***** The data *****
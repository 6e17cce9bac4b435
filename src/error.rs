use axum::{
    Json,
    extract::rejection::{JsonRejection, PathRejection, QueryRejection},
    http::StatusCode,
    response::{IntoResponse, Response},
};
use tracing::{debug, error};

use crate::{
    delivery::TransitionError,
    dispatcher::DispatchError,
    store::StoreError,
    types::{ApiErrorCode, ApiErrorResponse},
};

#[derive(Debug)]
pub enum ApiError {
    BadRequest(String),
    MalformedBody { status: StatusCode, message: String },
    InvalidPayload(String),
    Unauthorized(String),
    NotFound(String),
    InvalidTransition(TransitionError),
    ConcurrentUpdate(String),
    Db(sqlx::Error),
    Internal(String),
}

impl ApiError {
    pub fn validation(message: impl Into<String>) -> Self {
        Self::BadRequest(message.into())
    }

    pub fn unauthorized(message: impl Into<String>) -> Self {
        Self::Unauthorized(message.into())
    }

    pub fn not_found(message: impl Into<String>) -> Self {
        Self::NotFound(message.into())
    }

    fn parts(self) -> (StatusCode, ApiErrorCode, String) {
        match self {
            Self::BadRequest(message) => {
                (StatusCode::BAD_REQUEST, ApiErrorCode::BadRequest, message)
            }
            Self::MalformedBody { status, message } => {
                (status, ApiErrorCode::MalformedBody, message)
            }
            Self::InvalidPayload(message) => (
                StatusCode::UNPROCESSABLE_ENTITY,
                ApiErrorCode::InvalidPayload,
                message,
            ),
            Self::Unauthorized(message) => {
                (StatusCode::UNAUTHORIZED, ApiErrorCode::Unauthorized, message)
            }
            Self::NotFound(message) => (StatusCode::NOT_FOUND, ApiErrorCode::NotFound, message),
            Self::InvalidTransition(err) => (
                StatusCode::CONFLICT,
                ApiErrorCode::InvalidTransition,
                err.to_string(),
            ),
            Self::ConcurrentUpdate(message) => {
                (StatusCode::CONFLICT, ApiErrorCode::ConcurrentUpdate, message)
            }
            Self::Db(err) => {
                error!(error = %err, "database error in request");
                (
                    StatusCode::SERVICE_UNAVAILABLE,
                    ApiErrorCode::StorageUnavailable,
                    "delivery store unavailable".to_string(),
                )
            }
            Self::Internal(message) => {
                error!(error = %message, "internal error in request");
                (
                    StatusCode::INTERNAL_SERVER_ERROR,
                    ApiErrorCode::Internal,
                    message,
                )
            }
        }
    }
}

impl From<sqlx::Error> for ApiError {
    fn from(err: sqlx::Error) -> Self {
        Self::Db(err)
    }
}

impl From<StoreError> for ApiError {
    fn from(err: StoreError) -> Self {
        match err {
            StoreError::Conflict(message) => Self::ConcurrentUpdate(message),
            StoreError::Db(db) => Self::Db(db),
            StoreError::NotFound(message) => Self::NotFound(message),
            StoreError::Parse(message) => Self::Internal(message),
        }
    }
}

impl From<TransitionError> for ApiError {
    fn from(err: TransitionError) -> Self {
        Self::InvalidTransition(err)
    }
}

impl From<DispatchError> for ApiError {
    fn from(err: DispatchError) -> Self {
        match err {
            DispatchError::Store(err) => err.into(),
            DispatchError::Transition(err) => err.into(),
            DispatchError::InvalidPayload(message) => Self::InvalidPayload(message),
            other => Self::Internal(other.to_string()),
        }
    }
}

impl From<JsonRejection> for ApiError {
    fn from(rejection: JsonRejection) -> Self {
        debug!(reason = %rejection.body_text(), "request body rejected");
        Self::MalformedBody {
            status: rejection.status(),
            message: rejection.body_text(),
        }
    }
}

impl From<QueryRejection> for ApiError {
    fn from(rejection: QueryRejection) -> Self {
        debug!(reason = %rejection.body_text(), "query string rejected");
        Self::BadRequest(format!("invalid query: {}", rejection.body_text()))
    }
}

impl From<PathRejection> for ApiError {
    fn from(rejection: PathRejection) -> Self {
        debug!(reason = %rejection.body_text(), "path rejected");
        Self::BadRequest(format!("invalid path: {}", rejection.body_text()))
    }
}

impl IntoResponse for ApiError {
    fn into_response(self) -> Response {
        let (status, code, message) = self.parts();
        (status, Json(ApiErrorResponse { code, message })).into_response()
    }
}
*****
▸ About this exercise
Using the entries above, find all lines with "JsonRejection". Copy them.

▸ Answer below
    extract::rejection::{JsonRejection, PathRejection, QueryRejection},
impl From<JsonRejection> for ApiError {
    fn from(rejection: JsonRejection) -> Self {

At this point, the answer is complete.